WHAT TO WORK ON: Pick out all lines of the entries that include the word "personalized" and copy them.

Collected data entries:
-=-=-=-=-
//! StoryMagic - personalized children's story service
//!
#![doc = "StoryMagic - personalized children's story service"]
#![doc = "Main entry point for the StoryMagic web service."]

use anyhow::Result;
use prettytable::{format, row, Table};
use std::sync::Arc;
use tracing_subscriber::{layer::SubscriberExt, util::SubscriberInitExt, EnvFilter};

use storymagic::cli::{Cli, Commands};
use storymagic::config::Config;
use storymagic::metrics::init_metrics_exporter;
use storymagic::models::catalog;
use storymagic::providers::create_provider;
use storymagic::server::{self, dto::plan_catalog, AppState};
use storymagic::storage::{FallbackStore, MemoryStore, RemoteStore, StoryStore};

#[tokio::main]
async fn main() -> Result<()> {
    // Parse command line arguments
    let cli = Cli::parse_args();

    init_tracing(cli.verbose, cli.json_logs);

    // Load configuration
    let config_path = cli.config.as_deref().unwrap_or("config/config.yaml");
    let config = Config::load(config_path, &cli)?;

    // Validate configuration
    config.validate()?;

    match cli.command {
        Commands::Serve { .. } => {
            tracing::info!("Starting StoryMagic service");

            let remote = RemoteStore::from_config(&config.database)?;
            let memory = MemoryStore::with_demo_data()?;
            let store: Arc<dyn StoryStore> = Arc::new(FallbackStore::new(remote, memory));

            let provider = create_provider(&config.provider)?;
            tracing::info!(
                provider = provider.name(),
                model = %provider.model(),
                illustrations = config.illustrations.enabled,
                "Story provider ready"
            );

            init_metrics_exporter(config.server.metrics_port);

            let state = Arc::new(AppState::new(store, provider, &config)?);
            server::serve(&config, state).await
        }
        Commands::Plans { json } => {
            if json {
                println!("{}", serde_json::to_string_pretty(&plan_catalog(catalog()))?);
                return Ok(());
            }

            let mut table = Table::new();
            table.set_format(*format::consts::FORMAT_BOX_CHARS);
            table.set_titles(row!["Plan", "Name", "Price", "Stories / month", "Features"]);
            for plan in catalog() {
                let allowance = match plan.stories_per_month.limit() {
                    Some(limit) => limit.to_string(),
                    None => "unlimited".to_string(),
                };
                table.add_row(row![
                    plan.id,
                    plan.name,
                    format!("${:.2}", plan.monthly_price),
                    allowance,
                    plan.features.join("\n")
                ]);
            }
            table.printstd();
            Ok(())
        }
    }
}

/// Initialize tracing subscriber with environment filter
fn init_tracing(verbose: bool, json: bool) {
    let default_filter = if verbose {
        "storymagic=debug,tower_http=debug"
    } else {
        "storymagic=info,tower_http=info"
    };
    let env_filter =
        EnvFilter::try_from_default_env().unwrap_or_else(|_| EnvFilter::new(default_filter));

    let registry = tracing_subscriber::registry().with(env_filter);
    if json {
        registry.with(tracing_subscriber::fmt::layer().json()).init();
    } else {
        registry.with(tracing_subscriber::fmt::layer()).init();
    }
}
-=-=-=-=-
ANSWER BOX:
//! StoryMagic - personalized children's story service
#![doc = "StoryMagic - personalized children's story service"]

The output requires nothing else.